Quiz Questions for Module 3
1. If we need to use each thread to calculate one output element of a vector addition, what would
be the expression for mapping the thread/block indices to data index:
(A) i=threadIdx.x + threadIdx.y;
(B) i=blockIdx.x + threadIdx.x;
(C) i=blockIdx.x*blockDim.x + threadIdx.x;
(D) i=blockIdx.x * threadIdx.x;
Answer: (C)
Explanation: This is the case we covered in Lecture 2.3.
2. We want to use each thread to calculate two (adjacent) output elements of a vector addition.
Assume that variable i should be the index for the first element to be processed by a thread.
What would be the expression for mapping the thread/block indices to data index of the first
element?
(A) i=blockIdx.x*blockDim.x + threadIdx.x +2;
(B) i=blockIdx.x*threadIdx.x*2
(C) i=(blockIdx.x*blockDim.x + threadIdx.x)*2
(D) i=blockIdx.x*blockDim.x*2 + threadIdx.x
Answer: (C)
Explanation: Every thread covers two adjacent output elements. The starting data index is
simply twice the global thread index. Another way to look at it is that all previous blocks cover
(blockIdx.x*blockDim.x)*2. Within the block, each thread covers 2 elements so the beginning
position for a thread is threadIdx.x.
3. We want to use each thread to calculate two output elements of a vector addition. Each thread
block processes 2*blockDim.x consecutive elements that form two sections. All threads in each
block will first process a section, each processing one element. They will then all move to the
next section, again each processing one element. Assume that variable i should be the index for
the first element to be processed by a thread. What would be the expression for mapping the
thread/block indices to data index of the first element?

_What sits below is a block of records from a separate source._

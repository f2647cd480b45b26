//! Conversion between the Gregorian calendar and the Chinese lunisolar
//! calendar.
//!
//! Lunar month boundaries depend on astronomical new moons and cannot be
//! derived arithmetically, so every conversion is a lookup in a table of
//! per year month lengths covering lunar years 1900 through 2100.
use chrono::{Datelike, NaiveDate};
use serde::{Deserialize, Serialize};
use thiserror::Error;

pub const MIN_LUNAR_YEAR: i32 = 1900;
pub const MAX_LUNAR_YEAR: i32 = 2100;

/// Days from the common era of 1900-01-31, the first day of lunar year 1900
const LUNAR_EPOCH_DAYS_FROM_CE: i32 = 693_626;

/// One entry per lunar year starting at 1900.
///
/// - bits 0..4: the leap month of the year, 0 when the year has none
/// - bits 4..16: month 1 at bit 15 down to month 12 at bit 4, set when the
///   month has 30 days instead of 29
/// - bit 16: set when the leap month has 30 days instead of 29
const LUNAR_INFO: [u32; 201] = [
    // 1900
    0x04bd8, 0x04ae0, 0x0a570, 0x054d5, 0x0d260, 0x0d950, 0x16554, 0x056a0, 0x09ad0, 0x055d2,
    // 1910
    0x04ae0, 0x0a5b6, 0x0a4d0, 0x0d250, 0x1d255, 0x0b540, 0x0d6a0, 0x0ada2, 0x095b0, 0x14977,
    // 1920
    0x04970, 0x0a4b0, 0x0b4b5, 0x06a50, 0x06d40, 0x1ab54, 0x02b60, 0x09570, 0x052f2, 0x04970,
    // 1930
    0x06566, 0x0d4a0, 0x0ea50, 0x16a95, 0x05ad0, 0x02b60, 0x186e3, 0x092e0, 0x1c8d7, 0x0c950,
    // 1940
    0x0d4a0, 0x1d8a6, 0x0b550, 0x056a0, 0x1a5b4, 0x025d0, 0x092d0, 0x0d2b2, 0x0a950, 0x0b557,
    // 1950
    0x06ca0, 0x0b550, 0x15355, 0x04da0, 0x0a5b0, 0x14573, 0x052b0, 0x0a9a8, 0x0e950, 0x06aa0,
    // 1960
    0x0aea6, 0x0ab50, 0x04b60, 0x0aae4, 0x0a570, 0x05260, 0x0f263, 0x0d950, 0x05b57, 0x056a0,
    // 1970
    0x096d0, 0x04dd5, 0x04ad0, 0x0a4d0, 0x0d4d4, 0x0d250, 0x0d558, 0x0b540, 0x0b6a0, 0x195a6,
    // 1980
    0x095b0, 0x049b0, 0x0a974, 0x0a4b0, 0x0b27a, 0x06a50, 0x06d40, 0x0af46, 0x0ab60, 0x09570,
    // 1990
    0x04af5, 0x04970, 0x064b0, 0x074a3, 0x0ea50, 0x06b58, 0x05ac0, 0x0ab60, 0x096d5, 0x092e0,
    // 2000
    0x0c960, 0x0d954, 0x0d4a0, 0x0da50, 0x07552, 0x056a0, 0x0abb7, 0x025d0, 0x092d0, 0x0cab5,
    // 2010
    0x0a950, 0x0b4a0, 0x0baa4, 0x0ad50, 0x055d9, 0x04ba0, 0x0a5b0, 0x15176, 0x052b0, 0x0a930,
    // 2020
    0x07954, 0x06aa0, 0x0ad50, 0x05b52, 0x04b60, 0x0a6e6, 0x0a4e0, 0x0d260, 0x0ea65, 0x0d530,
    // 2030
    0x05aa0, 0x076a3, 0x096d0, 0x04afb, 0x04ad0, 0x0a4d0, 0x1d0b6, 0x0d250, 0x0d520, 0x0dd45,
    // 2040
    0x0b5a0, 0x056d0, 0x055b2, 0x049b0, 0x0a577, 0x0a4b0, 0x0aa50, 0x1b255, 0x06d20, 0x0ada0,
    // 2050
    0x14b63, 0x09370, 0x049f8, 0x04970, 0x064b0, 0x168a6, 0x0ea50, 0x06b20, 0x1a6c4, 0x0aae0,
    // 2060
    0x0a2e0, 0x0d2e3, 0x0c960, 0x0d557, 0x0d4a0, 0x0da50, 0x05d55, 0x056a0, 0x0a6d0, 0x055d4,
    // 2070
    0x052d0, 0x0a9b8, 0x0a950, 0x0b4a0, 0x0b6a6, 0x0ad50, 0x055a0, 0x0aba4, 0x0a5b0, 0x052b0,
    // 2080
    0x0b273, 0x06930, 0x07337, 0x06aa0, 0x0ad50, 0x14b55, 0x04b60, 0x0a570, 0x054e4, 0x0d160,
    // 2090
    0x0e968, 0x0d520, 0x0daa0, 0x16aa6, 0x056d0, 0x04ae0, 0x0a9d4, 0x0a2d0, 0x0d150, 0x0f252,
    // 2100
    0x0d520,
];

fn year_info(year: i32) -> Option<u32> {
    if !(MIN_LUNAR_YEAR..=MAX_LUNAR_YEAR).contains(&year) {
        return None;
    }
    Some(LUNAR_INFO[(year - MIN_LUNAR_YEAR) as usize])
}

/// The leap month of a lunar year, if it has one
pub fn leap_month(year: i32) -> Option<u32> {
    match year_info(year)? & 0xf {
        0 => None,
        month => Some(month),
    }
}

/// Number of days (29 or 30) in a lunar month, or `None` when the year
/// has no such month
pub fn lunar_month_days(year: i32, month: u32, is_leap: bool) -> Option<u32> {
    let info = year_info(year)?;
    if !(1..=12).contains(&month) {
        return None;
    }
    let is_long = if is_leap {
        if leap_month(year) != Some(month) {
            return None;
        }
        info & 0x10000 != 0
    } else {
        info & (0x10000 >> month) != 0
    };
    Some(if is_long { 30 } else { 29 })
}

/// The months of a lunar year in calendar order, a leap month directly
/// following the regular month of the same number
fn months_of(year: i32) -> impl Iterator<Item = LunarMonth> {
    let leap = leap_month(year);
    (1..=12u32).flat_map(move |month| {
        let regular = std::iter::once(LunarMonth::new(year, month, false));
        let leap = if leap == Some(month) {
            Some(LunarMonth::new(year, month, true))
        } else {
            None
        };
        regular.chain(leap)
    })
}

pub fn lunar_year_days(year: i32) -> Option<u32> {
    year_info(year)?;
    Some(
        months_of(year)
            .filter_map(|m| lunar_month_days(m.year, m.month, m.is_leap))
            .sum(),
    )
}

/// Converts a lunar date to the Gregorian calendar.
///
/// Returns `None` when the lunar calendar has no such day: the year is
/// outside the supported era, the month is a leap month the year does not
/// have, or the day is past the end of a 29 day month.
pub fn lunar_to_solar(year: i32, month: u32, day: u32, is_leap: bool) -> Option<NaiveDate> {
    let month_days = lunar_month_days(year, month, is_leap)?;
    if day == 0 || day > month_days {
        return None;
    }

    let mut offset: i64 = (MIN_LUNAR_YEAR..year)
        .filter_map(lunar_year_days)
        .map(i64::from)
        .sum();
    let target = LunarMonth::new(year, month, is_leap);
    for m in months_of(year).take_while(|m| *m != target) {
        offset += i64::from(lunar_month_days(m.year, m.month, m.is_leap)?);
    }
    offset += i64::from(day - 1);

    let days_from_ce = i64::from(LUNAR_EPOCH_DAYS_FROM_CE) + offset;
    NaiveDate::from_num_days_from_ce_opt(i32::try_from(days_from_ce).ok()?)
}

/// Converts a Gregorian date to the lunar calendar. Every date from
/// 1900-01-31 through 2101-01-28 has exactly one lunar counterpart;
/// dates outside that era return `None`.
pub fn solar_to_lunar(date: NaiveDate) -> Option<LunarDate> {
    let mut offset = date.num_days_from_ce() - LUNAR_EPOCH_DAYS_FROM_CE;
    if offset < 0 {
        return None;
    }

    let mut year = MIN_LUNAR_YEAR;
    loop {
        let days = lunar_year_days(year)? as i32;
        if offset < days {
            break;
        }
        offset -= days;
        year += 1;
    }

    for m in months_of(year) {
        let days = lunar_month_days(m.year, m.month, m.is_leap)? as i32;
        if offset < days {
            return Some(LunarDate {
                year,
                month: m.month,
                day: offset as u32 + 1,
                is_leap: m.is_leap,
            });
        }
        offset -= days;
    }
    None
}

#[derive(Error, Debug, PartialEq, Eq)]
pub enum LunarDateError {
    #[error("Lunar year {0} is outside the supported era 1900-2100")]
    YearOutOfRange(i32),
    #[error("Lunar month must be between 1 and 12, got {0}")]
    InvalidMonth(u32),
    #[error("Lunar day must be between 1 and 30, got {0}")]
    InvalidDay(u32),
}

/// A date in the lunar calendar.
///
/// Construction only checks ranges. Whether the day exists in a particular
/// year is answered by `to_solar`.
#[derive(Debug, Clone, Copy, PartialEq, Eq, Hash, Serialize, Deserialize)]
#[serde(rename_all = "camelCase")]
pub struct LunarDate {
    pub year: i32,
    pub month: u32,
    pub day: u32,
    pub is_leap: bool,
}

impl LunarDate {
    pub fn new(year: i32, month: u32, day: u32, is_leap: bool) -> Result<Self, LunarDateError> {
        if !(MIN_LUNAR_YEAR..=MAX_LUNAR_YEAR).contains(&year) {
            return Err(LunarDateError::YearOutOfRange(year));
        }
        if !(1..=12).contains(&month) {
            return Err(LunarDateError::InvalidMonth(month));
        }
        if !(1..=30).contains(&day) {
            return Err(LunarDateError::InvalidDay(day));
        }
        Ok(Self {
            year,
            month,
            day,
            is_leap,
        })
    }

    pub fn to_solar(&self) -> Option<NaiveDate> {
        lunar_to_solar(self.year, self.month, self.day, self.is_leap)
    }

    pub fn lunar_month(&self) -> LunarMonth {
        LunarMonth::new(self.year, self.month, self.is_leap)
    }
}

/// A month position in the lunar calendar.
///
/// Ordering follows the calendar: a leap month sorts right after the
/// regular month of the same number.
#[derive(Debug, Clone, Copy, PartialEq, Eq, PartialOrd, Ord, Hash)]
pub struct LunarMonth {
    pub year: i32,
    pub month: u32,
    pub is_leap: bool,
}

impl LunarMonth {
    pub fn new(year: i32, month: u32, is_leap: bool) -> Self {
        Self {
            year,
            month,
            is_leap,
        }
    }

    /// The month that follows this one, stepping into the leap month when
    /// the year has one after this month
    pub fn next(&self) -> Self {
        if !self.is_leap && leap_month(self.year) == Some(self.month) {
            Self::new(self.year, self.month, true)
        } else if self.month >= 12 {
            Self::new(self.year + 1, 1, false)
        } else {
            Self::new(self.year, self.month + 1, false)
        }
    }
}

(A) i=blockIdx.x*blockDim.x + threadIdx.x +2;
(B) i=blockIdx.x*threadIdx.x*2
(C) i=(blockIdx.x*blockDim.x + threadIdx.x)*2
(D) i=blockIdx.x*blockDim.x*2 + threadIdx.x
Answer: (D)
Explanation: Each previous block covers (blockIdx.x*blockDim.x)*2. The beginning elements of
the threads are consecutive in this case so just add threadIdx.x to it.
4. For a vector addition, assume that the vector length is 8000, each thread calculates one output
element, and the thread block size is 1024 threads. The programmer configures the kernel
launch to have a minimal number of thread blocks to cover all output elements. How many
threads will be in the grid?
(A) 8000
(B) 8196
(C) 8192
(D) 8200
Answer: (C)
Explanation: ceil(8000/1024)*1024 = 8 * 1024 = 8192. Another way to look at it is the minimal
multiple of 1024 to cover 8000 is 1024*8 = 8192.